@BerriesOnTop
Of course oil production drops when the bottlenecks are at the licensing and refinery stage. We need to increase that capacity so as to increase supply.
You may think with high prices that oil majors would invest money into these projects, but they have sat on money instead because they are threatened by vagaries of political sentiment and prefer to hand it back to their shareholders. It’s safer for them.
You aren’t going to sink billions into new projects just to have the next PM or President yank your license (or not issue future ones) because it’s politically expedient for them. Refineries are getting creaky and some are downright dangerous, but where’s the support for getting new ones or updating the current ones from the government?
Should they just ignore the ‘end fossil fuels’ rhetoric and face the possibility that they will be shut down by the powers that be?
The majority of the oil reserves today are owned by national oil companies.
The reason investment in private is below par is because of volatility. So you’re saying you want the gov’t to step in and subsidise and support Big Oil? Thinking that may go down badly with the current social climate (not to mention the actual climate).
Fossil fuels are going to run out one day. They’re already delivering a fraction of the energy return they did a century ago. Most of the oil and gas and coal will never be produced because it will never be viable energetically. What’s your plan for that? I have already pointed out that the oil industry alone is growing exponentially in terms of catabolism.
I have spent much of my life in China. I know what it’s like to breathe in smog in winter that comes from burning coal. I also know what it is to freeze in the winter, and you’ll absolutely take the smog when it comes down to it.
Besides, China’s solution hasn’t been to ‘stop coal’. They are doubling down on it and raising production and building new plants.
To ease air pollution, however, they were moving old plants farther away from urban areas. They tried to limit cars but that’s not as effective as just moving the coal plants to the countryside.
Does nothing about climate change and so is useless.
It used to be possible. France built 50+ reactors in 15 years just after the oil shocks in the 70s. It was a smart move for them. Now it takes 15
years just to get one built. So it’s not that it can’t be done, but it seems the technical expertise and political will is not there. But it’s the only way to replace fossil fuels in electricity generation.
We have a decent supply of uranium and we haven’t even scratched the surface of fuel reprocessing. Don’t forget it can also be processed from seawater, which would add to the expense but is actually possible with today’s technology.
The US and UK, and given France’s current nuclear woes, have practically zero nuclear expertise or industry outside of military naval applications. China, South Korea and Russia have that monopoly, to say nothing of the uranium reserves in Kazakhstan, say, being politically dicey these days. The simple truth is, even China cannot make anywhere near the needed reactor output today, and no other nation has anywhere near the capacity. You’re talking about two 1 GW plants being brought online every day from now till 2050 to offset all other energy sources today.

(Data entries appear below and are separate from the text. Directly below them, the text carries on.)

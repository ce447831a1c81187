// src/cad/scanner.rs
use chrono::{DateTime, NaiveDateTime, TimeZone};
use chrono_tz::Tz;
use once_cell::sync::Lazy;
use regex::Regex;

use crate::cad::types::{Category, Incident};
use crate::cad::CAD_TIMEZONE;

/// Lines per incident row: id, type, location, municipality, dispatch time, station.
pub const BLOCK_LEN: usize = 6;

static INCIDENT_ID_RE: Lazy<Regex> = Lazy::new(|| Regex::new(r"^[A-Z][0-9]+$").unwrap());
static DISPATCH_TIME_RE: Lazy<Regex> =
    Lazy::new(|| Regex::new(r"^[0-9]{2}-[0-9]{2}-[0-9]{4} [0-9]{2}:[0-9]{2}:[0-9]{2}$").unwrap());

const DISPATCH_TIME_FMT: &str = "%m-%d-%Y %H:%M:%S";

/// What a single scanner step consumed.
#[derive(Debug, Clone, PartialEq)]
pub enum Step {
    /// A section header switched the current category.
    Section(Category),
    /// A table header or "Last Updated" banner.
    TableHeader,
    /// A complete, valid incident block.
    Incident(Incident),
    /// A block that started with an incident id but failed validation.
    Malformed { id: String, raw_timestamp: String },
    /// Any other line.
    Noise,
}

/// Forward-only state machine over the flattened lines of the dispatch page.
///
/// The cursor never moves backwards: an incident block is always consumed in
/// full, even when its timestamp turns out to be invalid, so a single broken
/// row cannot shift the alignment of the rows that follow it.
pub struct SectionScanner<'a> {
    lines: &'a [String],
    cursor: usize,
    category: Category,
    done: bool,
}

impl<'a> SectionScanner<'a> {
    pub fn new(lines: &'a [String]) -> Self {
        Self {
            lines,
            cursor: 0,
            category: Category::Unknown,
            done: false,
        }
    }

    pub fn cursor(&self) -> usize {
        self.cursor
    }

    pub fn category(&self) -> Category {
        self.category
    }

    /// Advance by one rule application. `None` once the input is exhausted or
    /// a trailing block is too short to complete.
    pub fn step(&mut self) -> Option<Step> {
        let lines = self.lines;
        if self.done || self.cursor >= lines.len() {
            self.done = true;
            return None;
        }

        let line = lines[self.cursor].as_str();

        let header = match line {
            "Fire Incidents" => Some(Category::Fire),
            "EMS Incidents" => Some(Category::Ems),
            "Traffic Incidents" => Some(Category::Traffic),
            _ => None,
        };
        if let Some(category) = header {
            self.category = category;
            self.cursor += 1;
            return Some(Step::Section(category));
        }

        if line.starts_with("Incident No.") || line.starts_with("Last Updated") {
            self.cursor += 1;
            return Some(Step::TableHeader);
        }

        if !INCIDENT_ID_RE.is_match(line) {
            self.cursor += 1;
            return Some(Step::Noise);
        }

        if lines.len() - self.cursor < BLOCK_LEN {
            self.done = true;
            return None;
        }

        let block = &lines[self.cursor..self.cursor + BLOCK_LEN];
        self.cursor += BLOCK_LEN;

        match parse_block(block, self.category) {
            Some(incident) => Some(Step::Incident(incident)),
            None => Some(Step::Malformed {
                id: block[0].trim().to_string(),
                raw_timestamp: block[4].trim().to_string(),
            }),
        }
    }
}

impl Iterator for SectionScanner<'_> {
    type Item = Step;

    fn next(&mut self) -> Option<Step> {
        self.step()
    }
}

/// Result of scanning one page.
#[derive(Debug, Default)]
pub struct ScanReport {
    pub incidents: Vec<Incident>,
    pub malformed: usize,
}

pub fn scan(lines: &[String]) -> ScanReport {
    let mut report = ScanReport::default();
    for step in SectionScanner::new(lines) {
        match step {
            Step::Incident(incident) => report.incidents.push(incident),
            Step::Malformed { id, raw_timestamp } => {
                tracing::debug!(%id, %raw_timestamp, "dropping incident block with bad dispatch time");
                report.malformed += 1;
            }
            Step::Section(_) | Step::TableHeader | Step::Noise => {}
        }
    }
    report
}

/// Parse a `MM-DD-YYYY HH:MM:SS` dispatch time as local time in the CAD timezone.
/// Ambiguous wall-clock times (DST fall-back) resolve to the earlier instant;
/// times inside the spring-forward gap do not exist and are rejected.
pub fn parse_dispatch_time(raw: &str) -> Option<DateTime<Tz>> {
    if !DISPATCH_TIME_RE.is_match(raw) {
        return None;
    }
    let naive = NaiveDateTime::parse_from_str(raw, DISPATCH_TIME_FMT).ok()?;
    CAD_TIMEZONE.from_local_datetime(&naive).earliest()
}

fn parse_block(block: &[String], category: Category) -> Option<Incident> {
    let [id, incident_type, location, municipality, raw_ts, station] = block else {
        return None;
    };
    let raw_ts = raw_ts.trim();
    let timestamp = parse_dispatch_time(raw_ts)?;
    Some(Incident::new(
        id.trim(),
        incident_type.trim(),
        location.trim(),
        municipality.trim(),
        raw_ts,
        station.trim(),
        timestamp,
        category,
    ))
}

That’s never happening by sheer cost alone, let alone the energy needed just to do this (it would require sizeable diverting of energy from other sectors to do such a project globally).
The Malthusians have been wrong time and time again. How many more times must they be proven wrong before we just stop listening to them?
Guy jumps out of 100 storey building. Fifty storeys down exclaims “so far, so good”.
They only need to be right once. And given every other civilisation has collapsed, and the only reason Malthus was wrong was because of the green revolution and fossil fuels, you’re not actually disproving anything. If you genuinely think things are peachy and we just need a bit more energy, you may want to check the other parameters that dictate limits. Check out metal ore yields, plastic pollution, biodiversity, water aquifer levels, phosphate stocks and flows and marine pH.
You’re telling me you believe we can keep growing forever. Anyone exposed to exponential growth will
tell you that is impossible, and the indebtedness of our global economy compared to material output is a pretty good indicator as to this being hit now.
If you think Big Oil has many bright years ahead, consider that shale is the geological equivalent of squeezing the sponge. And that requires CAPEX input that has never made anyone any profit in the US, hence the lack of investing in new DUCs or rigs is because they need to be in the black before Wall Street sends any more trucks of cash to burn.